Is close or distant reading the best approach for the questions you have?
Is the corpus complete? What are the characteristics of the corpus? What’s missing?
How does the data skew? What’s skewing the data?
Forming and articulating these questions and then analyzing the resulting visualizations can be really helpful for students’ critical thinking.
As the “uploading corpus” circle slowly circles around, I start thinking about the kinds of questions that Voyant can help answer:
What words appear frequently?
How do they appear in the corpus? (What trends are there? What words appear in what context?)
What topics appear in the corpus?
How do texts cluster together?
What you’ll notice if you’re familiar with AntConc (throwback to DSC #4) is that many of these questions are similar to things you can learn by using AntConc or another concordancer. Voyant in fact includes a concordancer, but also has a number of other tools that visualize the text’s word frequencies and contexts in ways that AntConc can’t. What questions do I want to ask Voyant?
Suddenly the box changes to “fetching your corpus.” Finally! My corpus upload has finished and a colorful, crowded, and admittedly pretty overwhelming page featuring five default visualization tools opens.
Going clockwise, we have Cirrus, a word frequency cloud; Reader, which displays the searchable full text of any one text in the corpus; Trends, a line graph that shows the distribution of words across the corpus; Contexts, a concordancer; and Summary, which gives helpful details about the corpus.
First I look down at Summary. I can see here that all 225 of our BSC corpus .txt files are included and there are just over 6 million words. That’s a lot of Baby-Sitters Club! As summary shows, the BSC series includes the longer Super Mysteries and Super Specials (which tend to be 2-3x the length of the regular books and mysteries) as well as shorter books in adjacent series like the California Diaries spin-off series and the Friends Forever books that came after the main series. Voyant analyzes relative frequencies, not just raw word counts, in order to adjust for imbalances in document length, so it will automatically take into account the fact that some books are longer than others. I’m surprised that the BSC prequel The Summer Before is as long as it is, though. It definitely didn’t seem that long when I read it.
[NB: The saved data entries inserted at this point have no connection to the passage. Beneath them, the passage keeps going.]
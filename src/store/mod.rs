//! Store Module
//!
//! Persistent record storage for one hunt.
//!
//! ## Responsibilities
//! - Append fixed-width records to `<hunt>/treasures`
//! - Sequential scans that stop at the first short chunk
//! - Filter-and-rename deletion (`treasures.tmp` → `treasures`)
//!
//! ## File Format
//! ```text
//! ┌────────────────────────┐
//! │ Record 1 (336 bytes)   │
//! ├────────────────────────┤
//! │ Record 2 (336 bytes)   │
//! ├────────────────────────┤
//! │ ...                    │
//! ├────────────────────────┤
//! │ partial tail (ignored) │
//! └────────────────────────┘
//! ```
//!
//! There are no headers, delimiters or checksums; see [`crate::record`] for
//! the record layout.

mod iterator;
mod record_store;

use std::fs::OpenOptions;

pub use iterator::RecordIter;
pub use record_store::{RecordStore, StoreMetadata};

/// Options for opening a file in append mode, creating it with `mode`
pub(crate) fn append_options(mode: u32) -> OpenOptions {
    let mut options = OpenOptions::new();
    options.append(true).create(true);
    set_mode(&mut options, mode);
    options
}

/// Options for creating (or truncating) a file for writing with `mode`
pub(crate) fn create_options(mode: u32) -> OpenOptions {
    let mut options = OpenOptions::new();
    options.write(true).create(true).truncate(true);
    set_mode(&mut options, mode);
    options
}

#[cfg(unix)]
fn set_mode(options: &mut OpenOptions, mode: u32) {
    use std::os::unix::fs::OpenOptionsExt;
    options.mode(mode);
}

#[cfg(not(unix))]
fn set_mode(_options: &mut OpenOptions, _mode: u32) {}
//! Manager Module
//!
//! Coordinates one operation across the hunt components.
//!
//! ## Responsibilities
//! - Make sure the hunt directory exists before adding
//! - Run the record store operation
//! - Write the audit entry (which refreshes the log link)

use crate::config::Config;
use crate::error::Result;
use crate::hunt::Hunt;
use crate::record::{self, Treasure};
use crate::store::StoreMetadata;

/// An operation requested by the user
#[derive(Debug, Clone)]
pub enum Operation {
    /// Append a treasure, creating the hunt if needed
    Add { hunt: String, treasure: Treasure },

    /// Show every treasure of a hunt
    List { hunt: String },

    /// Show one treasure by identifier
    View { hunt: String, id: i32 },

    /// Delete a treasure by identifier
    RemoveTreasure { hunt: String, id: i32 },

    /// Delete the whole hunt
    RemoveHunt { hunt: String },
}

/// What an operation produced
///
/// Not-found results are outcomes, not errors.
#[derive(Debug, Clone)]
pub enum Outcome {
    Added { hunt: String, id: i32 },
    Listed(Listing),
    NoTreasures { hunt: String },
    Viewed(Treasure),
    TreasureRemoved { hunt: String, id: i32 },
    TreasureNotFound { hunt: String, id: i32 },
    HuntRemoved { hunt: String },
    HuntNotFound { hunt: String },
}

/// Contents of a hunt as shown by `--list`
#[derive(Debug, Clone)]
pub struct Listing {
    pub hunt: String,
    pub metadata: StoreMetadata,
    pub treasures: Vec<Treasure>,
}

/// Entry point for all hunt operations
pub struct TreasureManager {
    config: Config,
}

impl TreasureManager {
    pub fn new(config: Config) -> Self {
        Self { config }
    }

    /// Execute an operation
    ///
    /// Routes operations to the matching method
    pub fn execute(&self, operation: Operation) -> Result<Outcome> {
        match operation {
            Operation::Add { hunt, treasure } => {
                self.add(&hunt, &treasure)?;
                Ok(Outcome::Added { hunt, id: treasure.id })
            }
            Operation::List { hunt } => Ok(match self.list(&hunt)? {
                Some(listing) => Outcome::Listed(listing),
                None => Outcome::NoTreasures { hunt },
            }),
            Operation::View { hunt, id } => Ok(match self.view(&hunt, id)? {
                Some(treasure) => Outcome::Viewed(treasure),
                None => Outcome::TreasureNotFound { hunt, id },
            }),
            Operation::RemoveTreasure { hunt, id } => Ok(if self.remove_treasure(&hunt, id)? {
                Outcome::TreasureRemoved { hunt, id }
            } else {
                Outcome::TreasureNotFound { hunt, id }
            }),
            Operation::RemoveHunt { hunt } => Ok(if self.remove_hunt(&hunt)? {
                Outcome::HuntRemoved { hunt }
            } else {
                Outcome::HuntNotFound { hunt }
            }),
        }
    }

    /// Add a treasure to a hunt
    ///
    /// Steps:
    /// 1. Create the hunt directory if missing
    /// 2. Append the record
    /// 3. Log `Added treasure <id> by <owner>`, with the owner as stored
    pub fn add(&self, hunt_id: &str, treasure: &Treasure) -> Result<()> {
        let hunt = self.hunt(hunt_id);
        let stored = record::fit(treasure, self.config.text_policy)?;

        hunt.ensure_directory()?;
        hunt.store().append(&stored)?;
        hunt.audit()
            .append(&format!("Added treasure {} by {}", stored.id, stored.owner))?;

        tracing::info!(hunt = hunt_id, id = treasure.id, "Treasure added");
        Ok(())
    }

    /// List a hunt; `None` when it has no record file
    pub fn list(&self, hunt_id: &str) -> Result<Option<Listing>> {
        let hunt = self.hunt(hunt_id);
        let store = hunt.store();

        if !store.exists() {
            return Ok(None);
        }

        let metadata = store.metadata()?;
        let treasures = store.scan()?.collect::<Result<Vec<_>>>()?;

        hunt.audit()
            .append(&format!("Listed treasures for hunt {}", hunt_id))?;

        Ok(Some(Listing {
            hunt: hunt_id.to_string(),
            metadata,
            treasures,
        }))
    }

    /// Find a treasure by identifier
    ///
    /// Only a successful lookup is logged. A hunt without a record file has
    /// no treasures to find.
    pub fn view(&self, hunt_id: &str, id: i32) -> Result<Option<Treasure>> {
        let hunt = self.hunt(hunt_id);

        if !hunt.store().exists() {
            return Ok(None);
        }

        let found = hunt.store().find(id)?;
        if found.is_some() {
            hunt.audit()
                .append(&format!("Viewed treasure {} in hunt {}", id, hunt_id))?;
        }

        Ok(found)
    }

    /// Remove a treasure by identifier; false if there was none
    pub fn remove_treasure(&self, hunt_id: &str, id: i32) -> Result<bool> {
        let hunt = self.hunt(hunt_id);

        if !hunt.store().exists() {
            return Ok(false);
        }

        if !hunt.store().remove(id)? {
            return Ok(false);
        }

        hunt.audit()
            .append(&format!("Removed treasure {} from hunt {}", id, hunt_id))?;

        tracing::info!(hunt = hunt_id, id, "Treasure removed");
        Ok(true)
    }

    /// Remove a hunt and all of its artifacts; false if it does not exist
    pub fn remove_hunt(&self, hunt_id: &str) -> Result<bool> {
        let hunt = self.hunt(hunt_id);

        if !hunt.exists() {
            return Ok(false);
        }

        hunt.remove()?;
        Ok(true)
    }

    /// Handle for a hunt under the configured base directory
    pub fn hunt(&self, hunt_id: &str) -> Hunt {
        Hunt::new(hunt_id, &self.config)
    }

    /// Get the configuration
    pub fn config(&self) -> &Config {
        &self.config
    }
}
Each tool slot has some other options for what you can display in it – these are the other options on the tool header bars. If I select Documents, I get a chart that shows the stats for the individual texts in the corpus:
In the Cirrus slot, for example, you can choose to display the Terms tool or the Links tool instead by selecting the appropriate tool name in the header:
You can select other tools to add by clicking on the windows icon that appears third from the right when you mouse over the header of a tool. (At the time of writing, Voyant included 24 different tools):
Those other menu options are (from left to right): embed/export (the open mark), other tools (the windows mark), options (the toggle mark), and help (the question mark).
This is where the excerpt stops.